Omuz kemeri kol kemiğine eklemle bağlanmıştır.

Kalça kemeri;

  1. oturga,
  2. kalça,
  3. çatı,

olmak üzere üç kemiğin kaynaştırılmasıyla oluşturulmuştur.

Kalça kemeri
Kalça kemeri

Her iki kalça kemeri arkada sağrı omurlarına; önde ise birbirine bağlanır.

Böylece kalça kemerleri arasında leğen boşluğu oluşur.

Kalça kemerleriyle bacak kemikleri eklemle birleştirilmiştir.

Kıkırdak Doku

Kıkırdak doku, kıkırdak hücreleri ve bunların salgıladığı hücreler arası maddelerden oluşturulmuştur.

Kemiklerin birleşim yerlerinde, kulak kepçesinde, burunda ve östaki borusunda bulunur.

Kıkırdak doku hücresine kondrosit ara maddesine ise kondrin denir.

Ara maddede protein yapılı lifler bulunur.

Kıkırdak dokunun ara maddesi jel şeklinde olduğu için kemik dokudan daha esnektir.

Kıkırdak doku ara maddesinde kan damarı bulunmaz.

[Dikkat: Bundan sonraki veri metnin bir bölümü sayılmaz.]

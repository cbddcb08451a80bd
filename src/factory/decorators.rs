//! Decorators shared by the workload registries.

use std::collections::BTreeMap;

use k8s_openapi::api::apps::v1::StatefulSet;
use k8s_openapi::api::core::v1::{Container, ResourceRequirements};
use k8s_openapi::apimachinery::pkg::api::resource::Quantity;
use kube::api::DynamicObject;

use super::patroni::PATRONI_CONTAINER;
use crate::conciliation::ResourceDecorator;
use crate::crd::instance_profile::{ContainerProfile, PgInstanceProfileSpec};
use crate::crd::shared::{NonProductionOptions, ResourcesSpec};
use crate::error::Result;
use crate::helpers::{from_dynamic, to_dynamic, VERSION_ANNOTATION};
use crate::store::kind_of;
use crate::version::OperatorVersion;

// ── Instance profile sizing ───────────────────────────────────────────────────

/// Contexts whose StatefulSets are sized from an instance profile.
pub trait SizingContext {
    fn profile(&self) -> Option<&PgInstanceProfileSpec>;
    fn resources(&self) -> Option<&ResourcesSpec>;
    fn non_production_options(&self) -> Option<&NonProductionOptions>;
}

/// Sizes the containers of StatefulSets from the context's instance profile.
///
/// The Patroni container always gets the profile cpu/memory as requests and
/// limits. Other containers are sized from the profile entry with their name:
/// limits only when cluster limits are enabled, cpu and memory requests only
/// when their non-production toggle is set. Disabling cluster resource
/// requirements leaves every container untouched.
pub struct ProfileDecorator;

impl<C: SizingContext + Send + Sync> ResourceDecorator<C> for ProfileDecorator {
    fn decorate(&self, context: &C, object: &mut DynamicObject) -> Result<()> {
        if kind_of(object) != "StatefulSet" {
            return Ok(());
        }
        let Some(profile) = context.profile() else {
            return Ok(());
        };
        let options = context
            .non_production_options()
            .cloned()
            .unwrap_or_default();
        if options.disable_cluster_resource_requirements {
            return Ok(());
        }
        let sizing = Sizing {
            limits: context
                .resources()
                .is_some_and(|r| r.enable_cluster_limits_requirements),
            cpu_requests: options.enable_set_cluster_cpu_requests,
            memory_requests: options.enable_set_cluster_memory_requests,
        };

        let mut statefulset: StatefulSet = from_dynamic(object)?;
        let Some(pod) = statefulset
            .spec
            .as_mut()
            .and_then(|s| s.template.spec.as_mut())
        else {
            return Ok(());
        };
        for container in &mut pod.containers {
            if container.name == PATRONI_CONTAINER {
                container.resources = Some(requirements(
                    &profile.cpu,
                    &profile.memory,
                    Sizing::full(),
                ));
            } else {
                sizing.apply(container, &profile.containers);
            }
        }
        for container in pod.init_containers.iter_mut().flatten() {
            sizing.apply(container, &profile.init_containers);
        }
        *object = to_dynamic(&statefulset)?;
        Ok(())
    }
}

#[derive(Clone, Copy)]
struct Sizing {
    limits: bool,
    cpu_requests: bool,
    memory_requests: bool,
}

impl Sizing {
    fn full() -> Self {
        Self {
            limits: true,
            cpu_requests: true,
            memory_requests: true,
        }
    }

    fn apply(self, container: &mut Container, profiles: &BTreeMap<String, ContainerProfile>) {
        let Some(profile) = profiles.get(&container.name) else {
            return;
        };
        if self.limits || self.cpu_requests || self.memory_requests {
            container.resources = Some(requirements(&profile.cpu, &profile.memory, self));
        }
    }
}

fn requirements(cpu: &str, memory: &str, sizing: Sizing) -> ResourceRequirements {
    let mut requests = BTreeMap::new();
    if sizing.cpu_requests {
        requests.insert("cpu".to_string(), Quantity(cpu.to_string()));
    }
    if sizing.memory_requests {
        requests.insert("memory".to_string(), Quantity(memory.to_string()));
    }
    let limits = sizing.limits.then(|| {
        BTreeMap::from([
            ("cpu".to_string(), Quantity(cpu.to_string())),
            ("memory".to_string(), Quantity(memory.to_string())),
        ])
    });
    ResourceRequirements {
        requests: (!requests.is_empty()).then_some(requests),
        limits,
        ..Default::default()
    }
}

// ── Operator version annotation ───────────────────────────────────────────────

/// Stamps the running operator version on every generated object.
pub struct VersionAnnotationDecorator {
    version: OperatorVersion,
}

impl VersionAnnotationDecorator {
    pub fn new(version: OperatorVersion) -> Self {
        Self { version }
    }
}

impl<C: Send + Sync> ResourceDecorator<C> for VersionAnnotationDecorator {
    fn decorate(&self, _context: &C, object: &mut DynamicObject) -> Result<()> {
        object
            .metadata
            .annotations
            .get_or_insert_with(Default::default)
            .insert(VERSION_ANNOTATION.to_string(), self.version.to_string());
        Ok(())
    }
}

Kıkırdak doku hücreleri, kıkırdak dokunun etrafını saran bağ dokudaki damarlardan salınan maddelerin difüzyonuyla beslenir.

Bu nedenle zedelenen kıkırdak dokunun onarımı uzun süre alır.

Kıkırdak Doku
Kıkırdak Doku

Kıkırdak doku, ara maddesine konulan liflerin yapısına göre;

  1. hiyalin,
  2. fibröz,
  3. elastic,

kıkırdak olmak üzere üç çeşittir.

1. Hiyalin kıkırdak:

Kollajen lif bulundurur.

İnsanlarda embriyonal dönemde iskeletin büyük bir kısmını oluşturur.

Embriyonun gelişim sürecinde hiyalin kıkırdak kemik dokuya dönüştürülür.

Ancak kaburga uçlarında, oynar eklemlerdeki kemiklerin eklem yüzeyinde hiyalin kıkırdak kemik dokuya dönüştürülmez.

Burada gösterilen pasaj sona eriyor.